Significant achievements of the Strategy 1996-2000 include:
- the establishment of international site networks for three species-groups (Shorebirds, Cranes, and Anatidae) that focus on promoting conservation of important wetlands in the East Asian-Australasian Flyway from the breeding grounds (northern hemisphere) through staging areas to the non-breeding areas (in the northern and southern hemispheres); and
- the increased awareness, co-ordination, involvement and support by governments, conservation conventions, NGOs, and local people in the implementation of the Strategy.

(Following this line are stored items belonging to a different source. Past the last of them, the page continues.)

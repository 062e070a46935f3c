// Copyright (c) 2025 Steven Rosenthal smr@dt3.org
// See LICENSE file in root directory for license terms.

//! Stateless transforms over 2D sample arrays. Unless noted otherwise, the
//! windowed filters only compute "interior" pixels, i.e. pixels whose whole
//! kernel lies inside the image; the remaining border pixels keep their
//! original values.

use image::{ImageBuffer, Luma, Pixel, Primitive};
use image::imageops;
use imageproc::rect::Rect;

use crate::frame::{FloatImage, Mask};

/// Applies a `kernel` x `kernel` median filter. `kernel` must be odd.
pub fn median_filter(image: &FloatImage, kernel: u32) -> FloatImage {
    debug_assert!(kernel % 2 == 1);
    let (width, height) = image.dimensions();
    let mut filtered = image.clone();
    if width < kernel || height < kernel {
        return filtered;
    }
    let half = kernel / 2;
    let pixels = image.as_raw();
    let mut neighborhood = Vec::<f32>::with_capacity((kernel * kernel) as usize);
    for y in 0..=(height - kernel) {
        for x in 0..=(width - kernel) {
            neighborhood.clear();
            for ky in 0..kernel {
                let row_start = ((y + ky) * width + x) as usize;
                neighborhood.extend_from_slice(
                    &pixels[row_start .. row_start + kernel as usize]);
            }
            let mid = neighborhood.len() / 2;
            let (_, median, _) =
                neighborhood.select_nth_unstable_by(mid, |a, b| a.total_cmp(b));
            filtered.put_pixel(x + half, y + half, Luma([*median]));
        }
    }
    filtered
}

/// Box (mean) filter with a `kernel_x` wide, `kernel_t` tall kernel. Both sizes
/// must be odd. A 3x1 kernel smooths a single-row profile.
pub fn smooth_filter(image: &FloatImage, kernel_x: u32, kernel_t: u32) -> FloatImage {
    debug_assert!(kernel_x % 2 == 1 && kernel_t % 2 == 1);
    let (width, height) = image.dimensions();
    let mut filtered = image.clone();
    if width < kernel_x || height < kernel_t {
        return filtered;
    }
    let kernel_area = (kernel_x * kernel_t) as f32;
    let pixels = image.as_raw();
    for y in 0..=(height - kernel_t) {
        for x in 0..=(width - kernel_x) {
            let mut sum = 0.0_f32;
            for ky in 0..kernel_t {
                let row_start = ((y + ky) * width + x) as usize;
                sum += pixels[row_start .. row_start + kernel_x as usize]
                    .iter().sum::<f32>();
            }
            filtered.put_pixel(x + kernel_x / 2, y + kernel_t / 2,
                               Luma([sum / kernel_area]));
        }
    }
    filtered
}

/// The "live-or-die" density filter. An interior pixel becomes 1 if the sum of
/// its `size` x `size` neighborhood is at least `live`, otherwise 0. This
/// fills small holes of a thresholded mask and removes isolated islets.
pub fn density_filter(image: &FloatImage, size: u32, live: f32) -> FloatImage {
    let (width, height) = image.dimensions();
    let mut filtered = image.clone();
    if width < size || height < size {
        return filtered;
    }
    let pixels = image.as_raw();
    for y in 0..=(height - size) {
        for x in 0..=(width - size) {
            let mut sum = 0.0_f32;
            for ky in 0..size {
                let row_start = ((y + ky) * width + x) as usize;
                sum += pixels[row_start .. row_start + size as usize]
                    .iter().sum::<f32>();
            }
            let value = if sum >= live { 1.0 } else { 0.0 };
            filtered.put_pixel(x + size / 2, y + size / 2, Luma([value]));
        }
    }
    filtered
}

/// Spatio-temporal cross smoothing. Each pixel becomes the mean of the
/// 2*`half_x`+1 samples of its row segment and the 2*`half_t`+1 samples of its
/// column segment; the center sample contributes to both. Indices wrap around
/// at the row ends and at the top/bottom of the image.
pub fn cross_filter(image: &FloatImage, half_x: u32, half_t: u32) -> FloatImage {
    let (width, height) = image.dimensions();
    let count = ((2 * half_x + 1) + (2 * half_t + 1)) as f32;
    let (w, h) = (width as i64, height as i64);
    FloatImage::from_fn(width, height, |x, y| {
        let mut sum = 0.0_f32;
        for dx in -(half_x as i64)..=(half_x as i64) {
            let xx = (x as i64 + dx).rem_euclid(w) as u32;
            sum += image.get_pixel(xx, y).0[0];
        }
        for dt in -(half_t as i64)..=(half_t as i64) {
            let yy = (y as i64 + dt).rem_euclid(h) as u32;
            sum += image.get_pixel(x, yy).0[0];
        }
        Luma([sum / count])
    })
}

/// Sets `left` columns at the left edge, `right` columns at the right edge,
/// `top` rows at the top and `bottom` rows at the bottom to `value`.
pub fn fill_borders<P: Pixel>(image: &mut ImageBuffer<P, Vec<P::Subpixel>>,
                              left: u32, right: u32, top: u32, bottom: u32,
                              value: P) {
    let (width, height) = image.dimensions();
    let left = left.min(width);
    let right = right.min(width);
    let top = top.min(height);
    let bottom = bottom.min(height);
    for y in 0..height {
        for x in (0..left).chain(width - right .. width) {
            image.put_pixel(x, y, value);
        }
    }
    for y in (0..top).chain(height - bottom .. height) {
        for x in 0..width {
            image.put_pixel(x, y, value);
        }
    }
}

/// Zeroes `ss` columns on the left and right and `st` rows on the top and
/// bottom of a mask.
pub fn zero_mask_borders(mask: &mut Mask, ss: u32, st: u32) {
    fill_borders(mask, ss, ss, st, st, Luma([0_u8]));
}

/// Mean of each column of `roi`. Result length is the ROI width.
pub fn column_means<T>(image: &ImageBuffer<Luma<T>, Vec<T>>, roi: &Rect) -> Vec<f32>
where T: Primitive + Into<f32>
{
    let mut sums = vec![0.0_f32; roi.width() as usize];
    for y in roi.top()..=roi.bottom() {
        for x in roi.left()..=roi.right() {
            let v: f32 = image.get_pixel(x as u32, y as u32).0[0].into();
            sums[(x - roi.left()) as usize] += v;
        }
    }
    sums.iter().map(|s| s / roi.height() as f32).collect()
}

/// Mean of each row of `roi`. Result length is the ROI height.
pub fn row_means<T>(image: &ImageBuffer<Luma<T>, Vec<T>>, roi: &Rect) -> Vec<f32>
where T: Primitive + Into<f32>
{
    let mut sums = vec![0.0_f32; roi.height() as usize];
    for y in roi.top()..=roi.bottom() {
        for x in roi.left()..=roi.right() {
            let v: f32 = image.get_pixel(x as u32, y as u32).0[0].into();
            sums[(y - roi.top()) as usize] += v;
        }
    }
    sums.iter().map(|s| s / roi.width() as f32).collect()
}

/// Rect covering the whole of an image.
pub fn full_rect<P: Pixel>(image: &ImageBuffer<P, Vec<P::Subpixel>>) -> Rect {
    Rect::at(0, 0).of_size(image.width(), image.height())
}

/// Copies the `roi` portion of an image into a new image.
pub fn copy_region<P: Pixel + 'static>(image: &ImageBuffer<P, Vec<P::Subpixel>>, roi: &Rect)
                             -> ImageBuffer<P, Vec<P::Subpixel>> {
    imageops::crop_imm(image, roi.left() as u32, roi.top() as u32,
                       roi.width(), roi.height()).to_image()
}

/// Converts a 0/1 mask to float samples.
pub fn mask_to_float(mask: &Mask) -> FloatImage {
    let (width, height) = mask.dimensions();
    FloatImage::from_fn(width, height, |x, y| Luma([mask.get_pixel(x, y).0[0] as f32]))
}

/// Truncates float samples in [0, 1] to a 0/1 mask: only values of at least 1
/// become 1.
pub fn truncate_to_mask(image: &FloatImage) -> Mask {
    let (width, height) = image.dimensions();
    Mask::from_fn(width, height, |x, y| {
        Luma([if image.get_pixel(x, y).0[0] >= 1.0 { 1 } else { 0 }])
    })
}

/// Any non-zero (or NaN) sample becomes 1.
pub fn nonzero_to_mask(image: &FloatImage) -> Mask {
    let (width, height) = image.dimensions();
    Mask::from_fn(width, height, |x, y| {
        Luma([if image.get_pixel(x, y).0[0] != 0.0 { 1 } else { 0 }])
    })
}

pub fn mask_total(mask: &Mask) -> u32 {
    mask.as_raw().iter().map(|&v| v as u32).sum()
}

/// Predicate used by [indices_where] and [count_where].
#[derive(Debug, Clone, Copy, PartialEq, Eq)]
pub enum Comparison {
    Equal,
    NotEqual,
    GreaterOrEqual,
    GreaterThan,
}

impl Comparison {
    pub fn test(&self, a: f32, b: f32) -> bool {
        match self {
            Comparison::Equal => a == b,
            Comparison::NotEqual => a != b,
            Comparison::GreaterOrEqual => a >= b,
            Comparison::GreaterThan => a > b,
        }
    }
}

/// Indices of `values` whose element satisfies `comparison` against `value`,
/// in increasing order.
pub fn indices_where(values: &[f32], comparison: Comparison, value: f32) -> Vec<usize> {
    values.iter().enumerate()
        .filter(|(_, &v)| comparison.test(v, value))
        .map(|(i, _)| i)
        .collect()
}

pub fn count_where(values: &[f32], comparison: Comparison, value: f32) -> usize {
    values.iter().filter(|&&v| comparison.test(v, value)).count()
}

// mod tests.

The workshop reviewed and exchanged information on the implementation of the "Asia-Pacific Migratory Waterbird Conservation Strategy: 1996-2000". Recognising the achievement of this Strategy and building on it’s strength, efficiency of the flyway approach methodology and the multilateral cooperation of this Strategy, and also effective implementation of the related activities in collaboration between governments and NGOs, the workshop approved the "Asia-Pacific Migratory Waterbird Conservation Strategy: 2001-2005". The Strategy 2001-2005 aims to further enhance the long-term conservation of migratory waterbirds and their habitats in the Asia-Pacific region through a number of elements including;
- Action plans for species-groups and globally threatened species.

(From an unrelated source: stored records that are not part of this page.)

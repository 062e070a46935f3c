// Copyright (c) 2025 Steven Rosenthal smr@dt3.org
// See LICENSE file in root directory for license terms.

//! Isolates individual events by growing a region from each seed pixel of the
//! strict mask into the loose mask, one 8-connected ring at a time, within a
//! window sized to the largest plausible event.

use image::Luma;
use imageproc::rect::Rect;
use log::warn;

use crate::frame::Mask;
use crate::image_funcs::{mask_to_float, nonzero_to_mask, smooth_filter};

/// Upper bound on growth iterations for a single event.
pub const MAX_GROWTH_ITERATIONS: u32 = 500;

/// Half width of the growth window, in um.
pub const WINDOW_HALF_WIDTH_UM: f32 = 6.0;

#[derive(Debug, Clone, Copy, PartialEq, Eq)]
pub enum GrowthOutcome {
    /// The frontier became empty after this many iterations.
    Grown(u32),
    MaxIterationsReached,
}

/// Working copies of the frame-wide masks for one interval.
pub struct WorkingMasks {
    pub primary: Mask,
    pub secondary: Mask,
    /// Seeds not yet claimed: the primary mask restricted to the interval's
    /// search sub-window.
    pub claims: Mask,
}

impl WorkingMasks {
    pub fn new(primary: &Mask, secondary: &Mask, search_roi: &Rect) -> Self {
        let claims = Mask::from_fn(primary.width(), primary.height(), |x, y| {
            let inside = x as i32 >= search_roi.left() && x as i32 <= search_roi.right()
                && y as i32 >= search_roi.top() && y as i32 <= search_roi.bottom();
            if inside { *primary.get_pixel(x, y) } else { Luma([0]) }
        });
        WorkingMasks{primary: primary.clone(), secondary: secondary.clone(), claims}
    }

    /// First unclaimed seed in row-major order.
    pub fn next_seed(&self) -> Option<(u32, u32)> {
        let width = self.claims.width() as usize;
        self.claims.as_raw().iter().position(|&v| v > 0)
            .map(|i| ((i % width) as u32, (i / width) as u32))
    }

    /// Clears every mask wherever `window`'s region is set.
    pub fn subtract_region(&mut self, window: &GrowthWindow) {
        for (x, y, p) in window.region.enumerate_pixels() {
            if p.0[0] == 0 {
                continue;
            }
            let (fx, fy) = (window.left + x, window.top + y);
            self.primary.put_pixel(fx, fy, Luma([0]));
            self.secondary.put_pixel(fx, fy, Luma([0]));
            self.claims.put_pixel(fx, fy, Luma([0]));
        }
    }
}

/// Local rectangle around a seed together with the region claimed in it.
#[derive(Debug, Clone)]
pub struct GrowthWindow {
    pub left: u32,
    pub top: u32,
    /// Region grown so far, in window coordinates.
    pub region: Mask,
}

impl GrowthWindow {
    /// Window around (`seed_x`, `seed_y`) reaching up to `half_x` columns and
    /// `half_t` rows on each side, clipped independently on each side to the
    /// `frame_width` x `frame_height` frame. The region holds only the seed.
    pub fn clip(seed_x: u32, seed_y: u32, half_x: u32, half_t: u32,
                frame_width: u32, frame_height: u32) -> GrowthWindow {
        let left_extent = half_x.min(seed_x);
        let right_extent = half_x.min(frame_width - seed_x - 1);
        let top_extent = half_t.min(seed_y);
        let bottom_extent = half_t.min(frame_height - seed_y - 1);
        let width = left_extent + right_extent + 1;
        let height = top_extent + bottom_extent + 1;
        let mut region = Mask::new(width, height);
        region.put_pixel(left_extent, top_extent, Luma([1]));
        GrowthWindow{left: seed_x - left_extent, top: seed_y - top_extent, region}
    }

    pub fn width(&self) -> u32 {
        self.region.width()
    }

    pub fn height(&self) -> u32 {
        self.region.height()
    }

    pub fn rect(&self) -> Rect {
        Rect::at(self.left as i32, self.top as i32).of_size(self.width(), self.height())
    }
}

/// Window half extents for the given calibration.
///
/// # Arguments
/// * `pixel_size` - um per pixel.
/// * `scan_interval` - ms per line.
/// * `max_duration` - Longest allowed event, in ms.
pub fn window_half_extents(pixel_size: f32, scan_interval: f32, max_duration: f32)
                           -> (u32, u32) {
    ((WINDOW_HALF_WIDTH_UM / pixel_size) as u32,
     (max_duration / scan_interval) as u32)
}

// Pixels of the region's 3x3 dilation (window border excepted) that are still
// set in the loose mask.
fn frontier(window: &GrowthWindow, secondary: &Mask) -> Mask {
    let dilated = nonzero_to_mask(&smooth_filter(&mask_to_float(&window.region), 3, 3));
    Mask::from_fn(window.width(), window.height(), |x, y| {
        let s = secondary.get_pixel(window.left + x, window.top + y).0[0];
        Luma([dilated.get_pixel(x, y).0[0] & s])
    })
}

/// Grows the window's region until no loose-mask pixel adjoins it, consuming
/// the grown pixels from `masks`. On return the whole region, seed included,
/// has been removed from every working mask.
pub fn grow(window: &mut GrowthWindow, masks: &mut WorkingMasks) -> GrowthOutcome {
    let mut outcome = GrowthOutcome::MaxIterationsReached;
    for iteration in 0..MAX_GROWTH_ITERATIONS {
        let front = frontier(window, &masks.secondary);
        if front.iter().all(|&v| v == 0) {
            outcome = GrowthOutcome::Grown(iteration);
            break;
        }
        for (r, f) in window.region.iter_mut().zip(front.iter()) {
            *r |= f;
        }
        masks.subtract_region(window);
    }
    if outcome == GrowthOutcome::MaxIterationsReached {
        warn!("Region growth at window ({}, {}) stopped after {} iterations",
              window.left, window.top, MAX_GROWTH_ITERATIONS);
    }
    masks.subtract_region(window);
    outcome
}

#[cfg(test)]
mod tests {
    use super::*;
    use crate::image_funcs::mask_total;
    use imageproc::gray_image;

    #[test]
    fn test_clip() {
        let window = GrowthWindow::clip(20, 30, 7, 25, 64, 64);
        assert_eq!(window.rect(), Rect::at(13, 5).of_size(15, 51));
        assert_eq!(window.region.get_pixel(7, 25).0[0], 1);
        assert_eq!(mask_total(&window.region), 1);

        // Clipped on the left and bottom only.
        let window = GrowthWindow::clip(2, 60, 7, 25, 64, 64);
        assert_eq!(window.rect(), Rect::at(0, 35).of_size(10, 29));
        assert_eq!(window.region.get_pixel(2, 25).0[0], 1);

        // Single pixel frame.
        let window = GrowthWindow::clip(0, 0, 7, 25, 1, 1);
        assert_eq!(window.rect(), Rect::at(0, 0).of_size(1, 1));
    }

    #[test]
    fn test_window_half_extents() {
        assert_eq!(window_half_extents(0.5, 10.0, 250.0), (12, 25));
        assert_eq!(window_half_extents(0.829, 1000.0 / 345.0, 250.0), (7, 86));
        assert_eq!(window_half_extents(0.829, 1000.0 / 345.0, 2500.0), (7, 862));
    }

    #[test]
    fn test_next_seed_row_major() {
        let primary = gray_image!(
            0, 0, 0, 0;
            0, 0, 1, 0;
            0, 1, 1, 0;
            0, 0, 0, 0);
        let masks = WorkingMasks::new(&primary, &primary, &Rect::at(0, 0).of_size(4, 4));
        assert_eq!(masks.next_seed(), Some((2, 1)));

        // Restricting the search window drops the first candidate.
        let masks = WorkingMasks::new(&primary, &primary, &Rect::at(0, 2).of_size(4, 2));
        assert_eq!(masks.next_seed(), Some((1, 2)));
        assert_eq!(mask_total(&masks.primary), 3);
    }

    #[test]
    fn test_grow_connected_blob() {
        let secondary = gray_image!(
            0, 0, 0, 0, 0, 0, 0, 0;
            0, 1, 1, 0, 0, 0, 0, 0;
            0, 1, 1, 1, 0, 0, 1, 0;
            0, 0, 0, 1, 0, 0, 1, 0;
            0, 0, 0, 0, 0, 0, 0, 0;
            0, 0, 0, 0, 0, 0, 0, 0);
        let primary = gray_image!(
            0, 0, 0, 0, 0, 0, 0, 0;
            0, 1, 0, 0, 0, 0, 0, 0;
            0, 0, 0, 0, 0, 0, 1, 0;
            0, 0, 0, 0, 0, 0, 0, 0;
            0, 0, 0, 0, 0, 0, 0, 0;
            0, 0, 0, 0, 0, 0, 0, 0);
        let mut masks = WorkingMasks::new(&primary, &secondary,
                                          &Rect::at(0, 0).of_size(8, 6));
        let (sx, sy) = masks.next_seed().unwrap();
        assert_eq!((sx, sy), (1, 1));
        let mut window = GrowthWindow::clip(sx, sy, 10, 10, 8, 6);
        let outcome = grow(&mut window, &mut masks);
        assert!(matches!(outcome, GrowthOutcome::Grown(_)));
        // The left blob (6 pixels) is claimed, the right one is not.
        assert_eq!(mask_total(&window.region), 6);
        assert_eq!(window.region.get_pixel(3, 3).0[0], 1);
        assert_eq!(window.region.get_pixel(6, 2).0[0], 0);
        assert_eq!(mask_total(&masks.secondary), 2);
        assert_eq!(masks.next_seed(), Some((6, 2)));
    }

    #[test]
    fn test_seed_always_removed() {
        // Seed without support in the loose mask.
        let primary = gray_image!(
            0, 0, 0;
            0, 1, 0;
            0, 0, 0);
        let secondary = Mask::new(3, 3);
        let mut masks = WorkingMasks::new(&primary, &secondary,
                                          &Rect::at(0, 0).of_size(3, 3));
        let mut window = GrowthWindow::clip(1, 1, 1, 1, 3, 3);
        assert_eq!(grow(&mut window, &mut masks), GrowthOutcome::Grown(0));
        assert_eq!(mask_total(&window.region), 1);
        assert_eq!(masks.next_seed(), None);
    }

    #[test]
    fn test_growth_terminates_within_window() {
        // Solid loose mask; growth is bounded by the window.
        let secondary = Mask::from_pixel(30, 30, Luma([1]));
        let mut masks = WorkingMasks::new(&secondary, &secondary,
                                          &Rect::at(0, 0).of_size(30, 30));
        let mut window = GrowthWindow::clip(15, 15, 4, 4, 30, 30);
        let outcome = grow(&mut window, &mut masks);
        // The 3x3 dilation never reaches the window's outer ring.
        assert_eq!(outcome, GrowthOutcome::Grown(3));
        assert_eq!(mask_total(&window.region), 7 * 7);
        assert_eq!(masks.secondary.get_pixel(11, 15).0[0], 1);
        assert_eq!(masks.secondary.get_pixel(12, 15).0[0], 0);
    }

    #[test]
    fn test_growth_stops_at_iteration_cap() {
        // Tall loose mask with a long time window: the region gains one row per
        // iteration and cannot finish in time.
        let secondary = Mask::from_pixel(5, 1200, Luma([1]));
        let mut masks = WorkingMasks::new(&secondary, &secondary,
                                          &Rect::at(0, 0).of_size(5, 1200));
        let mut window = GrowthWindow::clip(2, 1, 2, 1100, 5, 1200);
        assert_eq!(window.rect(), Rect::at(0, 0).of_size(5, 1102));
        let outcome = grow(&mut window, &mut masks);
        assert_eq!(outcome, GrowthOutcome::MaxIterationsReached);
        // Rows 1..=501 of the three inner columns; the region is kept.
        assert_eq!(mask_total(&window.region), 3 * 501);
        assert_eq!(window.region.get_pixel(2, 501).0[0], 1);
        assert_eq!(window.region.get_pixel(2, 502).0[0], 0);
        assert_eq!(window.region.get_pixel(0, 10).0[0], 0);
        assert_eq!(masks.secondary.get_pixel(2, 501).0[0], 0);
        assert_eq!(masks.secondary.get_pixel(2, 502).0[0], 1);
    }
}  // mod tests.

- Effectively managed networks of sites that are internationally important for migratory waterbirds.
Endorsing the Strategy as a framework for the development of actions for the conservation of migratory waterbirds and their habitats, the workshop:
- Recognised the need for coordination of action between countries in the flyway for the conservation of migratory waterbirds and their habitats in the Asia-Pacific region,
- Is aware of similar initiatives being undertaken in other flyways that contribute to conservation of migratory waterbirds globally,
- Recommended that countries in the region actively support and implement the "Asia-Pacific Migratory Waterbird Conservation Strategy: 2001-2005",
- Urged countries in the region to nominate additional sites to the Networks and to participate fully in the three species-group Action Plans established and developed under the Strategy,
- Recommended that countries actively support the development and implementation of other Action Plans in the Strategy and site networks that will be developed under the Strategy,
- Urged international organisations, non-governmental organisations, local governments or site management bodies, local communities and others to cooperatively participate in and support, particularly through funding the Strategy,
- Further urged the Asia-Pacific Migratory Waterbird Conservation Committee established by Wetlands International - Asia Pacific to continue coordinating the development and implementation of the Strategy, and to convey and commend the finalised Strategy to the countries in the region and international organisations.